_Assignment:_
Set down again exactly the lines of the listing below that fall between the line holding "use std::os::unix::fs::PermissionsExt;" and the line holding "fs::create_dir_all(&self.dir).map_err(io_err)?;", inclusive.

-- Records supplied follows --

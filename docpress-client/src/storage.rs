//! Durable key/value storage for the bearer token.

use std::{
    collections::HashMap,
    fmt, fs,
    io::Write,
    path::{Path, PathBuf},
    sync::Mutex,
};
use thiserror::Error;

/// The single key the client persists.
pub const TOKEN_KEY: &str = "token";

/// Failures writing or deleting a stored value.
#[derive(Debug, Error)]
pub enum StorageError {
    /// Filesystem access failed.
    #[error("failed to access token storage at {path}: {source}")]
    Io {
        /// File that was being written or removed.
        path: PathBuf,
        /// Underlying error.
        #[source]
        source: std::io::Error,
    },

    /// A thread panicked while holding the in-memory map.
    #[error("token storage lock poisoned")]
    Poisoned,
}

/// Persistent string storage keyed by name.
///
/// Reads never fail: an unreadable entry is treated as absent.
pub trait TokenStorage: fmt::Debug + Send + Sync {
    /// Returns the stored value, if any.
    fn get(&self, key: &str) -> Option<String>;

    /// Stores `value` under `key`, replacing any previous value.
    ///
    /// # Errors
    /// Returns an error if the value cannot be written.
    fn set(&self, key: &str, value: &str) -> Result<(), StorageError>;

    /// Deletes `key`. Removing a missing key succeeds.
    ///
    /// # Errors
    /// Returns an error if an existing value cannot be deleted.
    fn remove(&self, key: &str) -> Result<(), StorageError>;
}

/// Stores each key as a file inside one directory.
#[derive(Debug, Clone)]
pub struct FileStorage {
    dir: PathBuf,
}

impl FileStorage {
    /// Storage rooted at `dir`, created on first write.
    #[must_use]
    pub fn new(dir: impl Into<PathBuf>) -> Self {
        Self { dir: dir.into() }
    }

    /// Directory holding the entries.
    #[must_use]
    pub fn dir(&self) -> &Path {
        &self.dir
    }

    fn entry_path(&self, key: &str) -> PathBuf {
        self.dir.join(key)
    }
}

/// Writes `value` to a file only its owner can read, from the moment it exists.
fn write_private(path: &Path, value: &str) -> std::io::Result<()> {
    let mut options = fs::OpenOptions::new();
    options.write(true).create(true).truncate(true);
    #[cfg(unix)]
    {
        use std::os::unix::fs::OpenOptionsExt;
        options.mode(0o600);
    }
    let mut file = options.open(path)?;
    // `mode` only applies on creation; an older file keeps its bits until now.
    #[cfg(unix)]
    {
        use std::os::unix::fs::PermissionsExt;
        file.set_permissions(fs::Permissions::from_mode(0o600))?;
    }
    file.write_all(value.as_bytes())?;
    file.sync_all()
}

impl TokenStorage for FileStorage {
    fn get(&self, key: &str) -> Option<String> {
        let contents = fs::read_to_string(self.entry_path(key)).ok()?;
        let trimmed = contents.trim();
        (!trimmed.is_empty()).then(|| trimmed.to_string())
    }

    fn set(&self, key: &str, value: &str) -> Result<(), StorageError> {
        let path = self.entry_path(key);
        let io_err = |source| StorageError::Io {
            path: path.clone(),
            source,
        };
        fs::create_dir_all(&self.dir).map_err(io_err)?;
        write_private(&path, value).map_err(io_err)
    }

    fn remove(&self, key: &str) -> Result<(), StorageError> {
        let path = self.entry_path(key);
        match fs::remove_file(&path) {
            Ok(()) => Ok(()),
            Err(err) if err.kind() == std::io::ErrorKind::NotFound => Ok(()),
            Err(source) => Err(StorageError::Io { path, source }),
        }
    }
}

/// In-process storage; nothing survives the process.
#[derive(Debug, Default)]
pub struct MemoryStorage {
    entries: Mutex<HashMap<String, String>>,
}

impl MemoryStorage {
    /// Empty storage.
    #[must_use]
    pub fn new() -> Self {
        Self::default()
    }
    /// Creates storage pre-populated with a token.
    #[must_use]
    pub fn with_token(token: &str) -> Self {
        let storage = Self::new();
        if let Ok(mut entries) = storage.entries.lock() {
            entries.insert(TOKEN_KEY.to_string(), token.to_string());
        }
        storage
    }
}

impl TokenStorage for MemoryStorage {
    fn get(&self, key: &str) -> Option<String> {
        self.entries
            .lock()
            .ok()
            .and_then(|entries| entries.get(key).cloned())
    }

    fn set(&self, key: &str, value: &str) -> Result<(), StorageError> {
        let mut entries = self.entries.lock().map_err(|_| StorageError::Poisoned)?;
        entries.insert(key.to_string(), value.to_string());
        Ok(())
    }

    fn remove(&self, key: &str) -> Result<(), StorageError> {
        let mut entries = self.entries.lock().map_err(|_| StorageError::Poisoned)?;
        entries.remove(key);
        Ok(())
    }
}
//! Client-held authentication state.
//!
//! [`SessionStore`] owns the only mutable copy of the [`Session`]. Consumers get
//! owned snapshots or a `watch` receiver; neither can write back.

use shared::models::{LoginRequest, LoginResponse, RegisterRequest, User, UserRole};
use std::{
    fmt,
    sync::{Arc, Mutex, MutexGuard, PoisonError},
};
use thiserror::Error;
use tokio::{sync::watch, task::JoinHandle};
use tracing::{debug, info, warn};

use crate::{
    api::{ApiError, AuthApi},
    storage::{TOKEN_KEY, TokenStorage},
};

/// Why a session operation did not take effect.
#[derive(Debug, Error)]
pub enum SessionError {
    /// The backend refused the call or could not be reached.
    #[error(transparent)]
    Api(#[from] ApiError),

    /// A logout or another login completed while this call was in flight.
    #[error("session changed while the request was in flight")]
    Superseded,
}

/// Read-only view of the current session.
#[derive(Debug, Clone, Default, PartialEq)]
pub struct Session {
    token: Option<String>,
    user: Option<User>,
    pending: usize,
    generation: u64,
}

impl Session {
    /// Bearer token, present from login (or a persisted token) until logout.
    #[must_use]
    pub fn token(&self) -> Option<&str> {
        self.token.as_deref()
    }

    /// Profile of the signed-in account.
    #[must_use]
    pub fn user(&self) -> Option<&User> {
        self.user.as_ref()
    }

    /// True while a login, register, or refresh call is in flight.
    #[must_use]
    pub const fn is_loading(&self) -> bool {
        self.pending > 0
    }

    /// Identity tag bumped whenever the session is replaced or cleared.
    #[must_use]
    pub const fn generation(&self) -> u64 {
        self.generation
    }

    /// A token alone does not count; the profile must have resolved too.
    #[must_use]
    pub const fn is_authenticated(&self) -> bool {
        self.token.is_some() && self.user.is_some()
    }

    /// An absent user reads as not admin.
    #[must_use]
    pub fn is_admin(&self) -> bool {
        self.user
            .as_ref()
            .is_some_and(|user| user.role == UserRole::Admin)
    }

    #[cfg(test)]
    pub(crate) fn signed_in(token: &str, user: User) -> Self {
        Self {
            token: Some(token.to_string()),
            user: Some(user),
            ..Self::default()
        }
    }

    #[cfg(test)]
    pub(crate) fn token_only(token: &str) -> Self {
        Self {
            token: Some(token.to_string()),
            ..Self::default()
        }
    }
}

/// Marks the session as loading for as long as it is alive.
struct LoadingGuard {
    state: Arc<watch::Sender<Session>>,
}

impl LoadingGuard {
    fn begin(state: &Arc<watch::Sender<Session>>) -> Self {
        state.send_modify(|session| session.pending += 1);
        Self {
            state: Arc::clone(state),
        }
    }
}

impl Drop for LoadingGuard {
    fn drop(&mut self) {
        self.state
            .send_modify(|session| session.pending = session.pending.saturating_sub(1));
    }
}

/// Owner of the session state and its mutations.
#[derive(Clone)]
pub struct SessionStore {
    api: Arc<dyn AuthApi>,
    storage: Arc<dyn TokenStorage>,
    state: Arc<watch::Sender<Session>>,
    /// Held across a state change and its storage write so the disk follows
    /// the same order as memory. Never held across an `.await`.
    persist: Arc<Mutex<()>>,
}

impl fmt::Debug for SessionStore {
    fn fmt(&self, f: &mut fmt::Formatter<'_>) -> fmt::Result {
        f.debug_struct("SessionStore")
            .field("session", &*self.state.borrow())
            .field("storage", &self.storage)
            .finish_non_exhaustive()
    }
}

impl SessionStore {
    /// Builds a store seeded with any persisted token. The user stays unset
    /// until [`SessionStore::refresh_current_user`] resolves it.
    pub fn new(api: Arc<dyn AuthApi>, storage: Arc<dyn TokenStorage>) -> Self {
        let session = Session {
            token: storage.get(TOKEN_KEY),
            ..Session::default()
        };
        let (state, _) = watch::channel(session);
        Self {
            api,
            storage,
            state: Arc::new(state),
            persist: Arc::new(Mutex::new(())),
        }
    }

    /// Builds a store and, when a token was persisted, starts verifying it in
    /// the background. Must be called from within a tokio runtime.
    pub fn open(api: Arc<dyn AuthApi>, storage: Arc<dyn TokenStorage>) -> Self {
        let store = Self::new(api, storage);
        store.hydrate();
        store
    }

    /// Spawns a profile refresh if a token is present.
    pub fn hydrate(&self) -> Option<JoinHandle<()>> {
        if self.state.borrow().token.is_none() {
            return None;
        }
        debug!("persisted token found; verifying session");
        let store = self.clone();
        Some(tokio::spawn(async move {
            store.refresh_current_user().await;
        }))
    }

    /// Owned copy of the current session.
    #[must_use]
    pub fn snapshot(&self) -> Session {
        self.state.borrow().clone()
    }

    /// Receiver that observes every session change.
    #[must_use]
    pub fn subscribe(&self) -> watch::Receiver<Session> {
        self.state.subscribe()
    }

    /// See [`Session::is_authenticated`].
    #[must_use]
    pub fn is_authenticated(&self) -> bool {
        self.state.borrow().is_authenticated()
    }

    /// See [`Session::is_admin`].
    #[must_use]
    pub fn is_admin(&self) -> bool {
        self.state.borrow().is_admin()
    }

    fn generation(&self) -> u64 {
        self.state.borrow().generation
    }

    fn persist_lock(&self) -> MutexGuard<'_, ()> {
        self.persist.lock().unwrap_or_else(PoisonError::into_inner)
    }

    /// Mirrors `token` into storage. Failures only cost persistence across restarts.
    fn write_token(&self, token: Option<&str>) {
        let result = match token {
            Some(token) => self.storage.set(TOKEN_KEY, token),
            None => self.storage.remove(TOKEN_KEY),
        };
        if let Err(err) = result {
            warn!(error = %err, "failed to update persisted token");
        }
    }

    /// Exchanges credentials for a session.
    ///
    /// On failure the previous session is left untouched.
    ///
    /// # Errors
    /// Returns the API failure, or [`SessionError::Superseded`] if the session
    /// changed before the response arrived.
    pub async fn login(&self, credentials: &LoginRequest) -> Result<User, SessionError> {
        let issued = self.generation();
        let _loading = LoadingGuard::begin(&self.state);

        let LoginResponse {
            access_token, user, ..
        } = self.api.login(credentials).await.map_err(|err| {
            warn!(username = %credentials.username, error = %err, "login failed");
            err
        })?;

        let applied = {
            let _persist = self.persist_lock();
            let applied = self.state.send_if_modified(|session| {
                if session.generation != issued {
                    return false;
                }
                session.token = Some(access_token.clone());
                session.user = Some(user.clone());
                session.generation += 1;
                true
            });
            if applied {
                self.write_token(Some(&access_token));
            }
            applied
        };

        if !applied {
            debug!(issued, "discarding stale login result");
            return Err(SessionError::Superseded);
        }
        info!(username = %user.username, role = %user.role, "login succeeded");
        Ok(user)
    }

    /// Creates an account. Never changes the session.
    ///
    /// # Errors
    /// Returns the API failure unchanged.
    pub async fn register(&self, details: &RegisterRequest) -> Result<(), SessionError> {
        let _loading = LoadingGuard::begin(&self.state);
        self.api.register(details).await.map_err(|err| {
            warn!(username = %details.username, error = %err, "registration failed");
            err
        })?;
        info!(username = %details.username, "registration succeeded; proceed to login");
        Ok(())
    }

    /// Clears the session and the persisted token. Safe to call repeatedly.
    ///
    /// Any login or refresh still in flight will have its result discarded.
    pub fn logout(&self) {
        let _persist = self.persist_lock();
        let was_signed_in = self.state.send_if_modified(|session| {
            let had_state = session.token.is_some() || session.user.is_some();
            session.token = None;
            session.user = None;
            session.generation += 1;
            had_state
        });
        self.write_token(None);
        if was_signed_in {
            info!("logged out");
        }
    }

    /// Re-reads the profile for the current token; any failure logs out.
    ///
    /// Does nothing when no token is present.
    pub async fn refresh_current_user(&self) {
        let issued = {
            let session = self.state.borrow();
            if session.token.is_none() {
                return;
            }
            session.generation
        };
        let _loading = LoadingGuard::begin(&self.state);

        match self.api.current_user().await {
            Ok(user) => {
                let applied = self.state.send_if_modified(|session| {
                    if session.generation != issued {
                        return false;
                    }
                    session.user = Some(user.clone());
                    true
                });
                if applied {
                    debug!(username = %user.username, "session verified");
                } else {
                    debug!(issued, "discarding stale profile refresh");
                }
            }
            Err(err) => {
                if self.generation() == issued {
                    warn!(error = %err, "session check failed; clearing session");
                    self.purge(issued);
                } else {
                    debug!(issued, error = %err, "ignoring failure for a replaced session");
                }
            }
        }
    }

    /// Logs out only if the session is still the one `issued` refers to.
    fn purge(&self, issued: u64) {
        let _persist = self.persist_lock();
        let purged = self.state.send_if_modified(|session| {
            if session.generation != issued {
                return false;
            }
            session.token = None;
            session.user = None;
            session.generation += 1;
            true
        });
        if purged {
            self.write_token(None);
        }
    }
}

-- Records supplied concluded --

_The completed task:_
        use std::os::unix::fs::PermissionsExt;
        file.set_permissions(fs::Permissions::from_mode(0o600))?;
    }
    file.write_all(value.as_bytes())?;
    file.sync_all()
}

impl TokenStorage for FileStorage {
    fn get(&self, key: &str) -> Option<String> {
        let contents = fs::read_to_string(self.entry_path(key)).ok()?;
        let trimmed = contents.trim();
        (!trimmed.is_empty()).then(|| trimmed.to_string())
    }

    fn set(&self, key: &str, value: &str) -> Result<(), StorageError> {
        let path = self.entry_path(key);
        let io_err = |source| StorageError::Io {
            path: path.clone(),
            source,
        };
        fs::create_dir_all(&self.dir).map_err(io_err)?;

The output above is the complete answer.